● **ASSIGNED TASK**
Where in the data does the word "that" appear? Find those lines and copy them.

● **DATA**
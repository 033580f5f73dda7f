use std::sync::{Arc, Mutex, MutexGuard, PoisonError};

use crate::constants::{DISPLAY_HEIGHT, DISPLAY_WIDTH};
use crate::error::{BoundsError, Error, Result};

/// The two colors a pixel can have
#[derive(Debug, Clone, Copy, Default, PartialEq, Eq, Hash)]
pub enum Color {
    #[default]
    Clear,
    Set,
}

impl Color {
    pub fn is_set(self) -> bool {
        self == Color::Set
    }

    pub fn as_bit(self) -> u8 {
        u8::from(self.is_set())
    }

    /// Any bit other than 0 is set
    pub fn from_bit(bit: u8) -> Self {
        Color::from(bit != 0)
    }
}

impl From<bool> for Color {
    fn from(set: bool) -> Self {
        if set { Color::Set } else { Color::Clear }
    }
}

/// The framebuffer as the cpu and a renderer share it
pub type SharedFramebuffer = Arc<Mutex<Framebuffer>>;

/// Locks a shared framebuffer. A renderer that panicked while holding the lock leaves the
/// pixels as they were, so the data is still usable.
pub fn lock(framebuffer: &SharedFramebuffer) -> MutexGuard<'_, Framebuffer> {
    framebuffer.lock().unwrap_or_else(PoisonError::into_inner)
}

/// A black and white bitmap, stored row by row
#[derive(Debug, Clone, PartialEq, Eq)]
pub struct Framebuffer {
    width: usize,
    height: usize,
    pixels: Vec<Color>,
}

impl Framebuffer {
    pub fn new(width: usize, height: usize) -> Result<Self> {
        if width == 0 || height == 0 {
            return Err(Error::InvalidConfig(format!(
                "display must be at least 1x1, got {width}x{height}"
            )));
        }
        let Some(size) = width.checked_mul(height) else {
            return Err(Error::InvalidConfig(format!(
                "display {width}x{height} has too many pixels"
            )));
        };

        Ok(Self {
            width,
            height,
            pixels: vec![Color::Clear; size],
        })
    }

    /// Wraps the framebuffer so it can be handed to the cpu and to a renderer
    pub fn shared(self) -> SharedFramebuffer {
        Arc::new(Mutex::new(self))
    }

    /// (width, height)
    pub fn bounds(&self) -> (usize, usize) {
        (self.width, self.height)
    }

    pub fn get(&self, x: usize, y: usize) -> std::result::Result<Color, BoundsError> {
        let index = self.index(x, y)?;
        Ok(self.pixels[index])
    }

    pub fn set(
        &mut self,
        x: usize,
        y: usize,
        color: Color,
    ) -> std::result::Result<(), BoundsError> {
        let index = self.index(x, y)?;
        self.pixels[index] = color;
        Ok(())
    }

    pub fn clear(&mut self) {
        self.pixels.fill(Color::Clear);
    }

    /// XORs an 8 pixel wide sprite onto the framebuffer with its top left corner at (x, y).
    /// Every row is one byte, most significant bit on the left. Pixels that fall off an edge
    /// wrap around to the opposite side, the x axis by the width and the y axis by the height.
    ///
    /// Returns true if any pixel that was set got cleared.
    pub fn draw_sprite(&mut self, x: usize, y: usize, rows: &[u8]) -> bool {
        let mut collision = false;

        for (row, bits) in rows.iter().enumerate() {
            let py = (y + row) % self.height;
            for column in 0..8 {
                if bits >> (7 - column) & 1 == 0 {
                    continue;
                }
                let px = (x + column) % self.width;
                let index = px + py * self.width;
                if self.pixels[index].is_set() {
                    collision = true;
                    self.pixels[index] = Color::Clear;
                } else {
                    self.pixels[index] = Color::Set;
                }
            }
        }

        collision
    }

    /// An owned copy, for renderers that should not hold the lock while drawing
    pub fn snapshot(&self) -> Framebuffer {
        self.clone()
    }

    pub fn rows(&self) -> impl Iterator<Item = &[Color]> {
        self.pixels.chunks(self.width)
    }

    pub fn is_clear(&self) -> bool {
        self.pixels.iter().all(|pixel| !pixel.is_set())
    }

    fn index(&self, x: usize, y: usize) -> std::result::Result<usize, BoundsError> {
        if x >= self.width || y >= self.height {
            return Err(BoundsError::Display {
                x,
                y,
                width: self.width,
                height: self.height,
            });
        }
        Ok(x + y * self.width)
    }
}

impl Default for Framebuffer {
    fn default() -> Self {
        Self {
            width: DISPLAY_WIDTH,
            height: DISPLAY_HEIGHT,
            pixels: vec![Color::Clear; DISPLAY_WIDTH * DISPLAY_HEIGHT],
        }
    }
}

#[cfg(test)]
mod tests {
    use super::*;

    #[test]
    fn colors_map_to_bits() {
        assert_eq!(Color::Set.as_bit(), 1);
        assert_eq!(Color::Clear.as_bit(), 0);
        assert_eq!(Color::from(true), Color::Set);
        assert_eq!(Color::from_bit(0), Color::Clear);
        assert_eq!(Color::from_bit(1), Color::Set);
        assert_eq!(Color::default(), Color::Clear);
    }

    #[test]
    fn rejects_empty_displays() {
        assert!(Framebuffer::new(0, 32).is_err());
        assert!(Framebuffer::new(64, 0).is_err());
        assert!(matches!(
            Framebuffer::new(usize::MAX / 2 + 1, 2),
            Err(Error::InvalidConfig(_))
        ));
    }

    #[test]
    fn set_and_get_are_bounds_checked() {
        let mut framebuffer = Framebuffer::default();
        framebuffer.set(63, 31, Color::Set).unwrap();
        assert_eq!(framebuffer.get(63, 31), Ok(Color::Set));
        assert_eq!(
            framebuffer.set(64, 0, Color::Set),
            Err(BoundsError::Display {
                x: 64,
                y: 0,
                width: 64,
                height: 32
            })
        );
        assert!(framebuffer.get(0, 32).is_err());
    }

    #[test]
    fn clear_turns_every_pixel_off() {
        let mut framebuffer = Framebuffer::new(4, 2).unwrap();
        framebuffer.set(1, 1, Color::Set).unwrap();
        framebuffer.clear();
        assert!(framebuffer.is_clear());
    }

    #[test]
    fn draws_rows_most_significant_bit_first() {
        let mut framebuffer = Framebuffer::default();
        let collision = framebuffer.draw_sprite(2, 2, &[0b1100_0001]);
        assert!(!collision);
        let row: Vec<u8> = framebuffer.rows().nth(2).unwrap()[..11]
            .iter()
            .map(|c| c.as_bit())
            .collect();
        assert_eq!(row, vec![0, 0, 1, 1, 0, 0, 0, 0, 0, 1, 0]);
    }

    #[test]
    fn drawing_twice_erases_and_collides() {
        let mut framebuffer = Framebuffer::default();
        let glyph = [0xF0, 0x90, 0x90, 0x90, 0xF0];
        assert!(!framebuffer.draw_sprite(10, 5, &glyph));
        assert!(!framebuffer.is_clear());
        assert!(framebuffer.draw_sprite(10, 5, &glyph));
        assert!(framebuffer.is_clear());
    }

    #[test]
    fn wraps_each_axis_by_its_own_dimension() {
        // wide and short, so a shared modulus would land somewhere else entirely
        let mut framebuffer = Framebuffer::new(64, 32).unwrap();
        framebuffer.draw_sprite(62, 31, &[0b1110_0000, 0b1000_0000]);
        assert_eq!(framebuffer.get(62, 31), Ok(Color::Set));
        assert_eq!(framebuffer.get(63, 31), Ok(Color::Set));
        assert_eq!(framebuffer.get(0, 31), Ok(Color::Set));
        // second row wraps to the top
        assert_eq!(framebuffer.get(62, 0), Ok(Color::Set));
        assert_eq!(framebuffer.rows().flatten().filter(|c| c.is_set()).count(), 4);
    }

    #[test]
    fn snapshots_do_not_follow_later_draws() {
        let mut framebuffer = Framebuffer::default();
        let snapshot = framebuffer.snapshot();
        framebuffer.draw_sprite(0, 0, &[0xFF]);
        assert!(snapshot.is_clear());
        assert!(!framebuffer.is_clear());
    }
}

● **SOLUTION FOR THIS EXERCISE**
/// Locks a shared framebuffer. A renderer that panicked while holding the lock leaves the
    /// Every row is one byte, most significant bit on the left. Pixels that fall off an edge
    /// Returns true if any pixel that was set got cleared.
    /// An owned copy, for renderers that should not hold the lock while drawing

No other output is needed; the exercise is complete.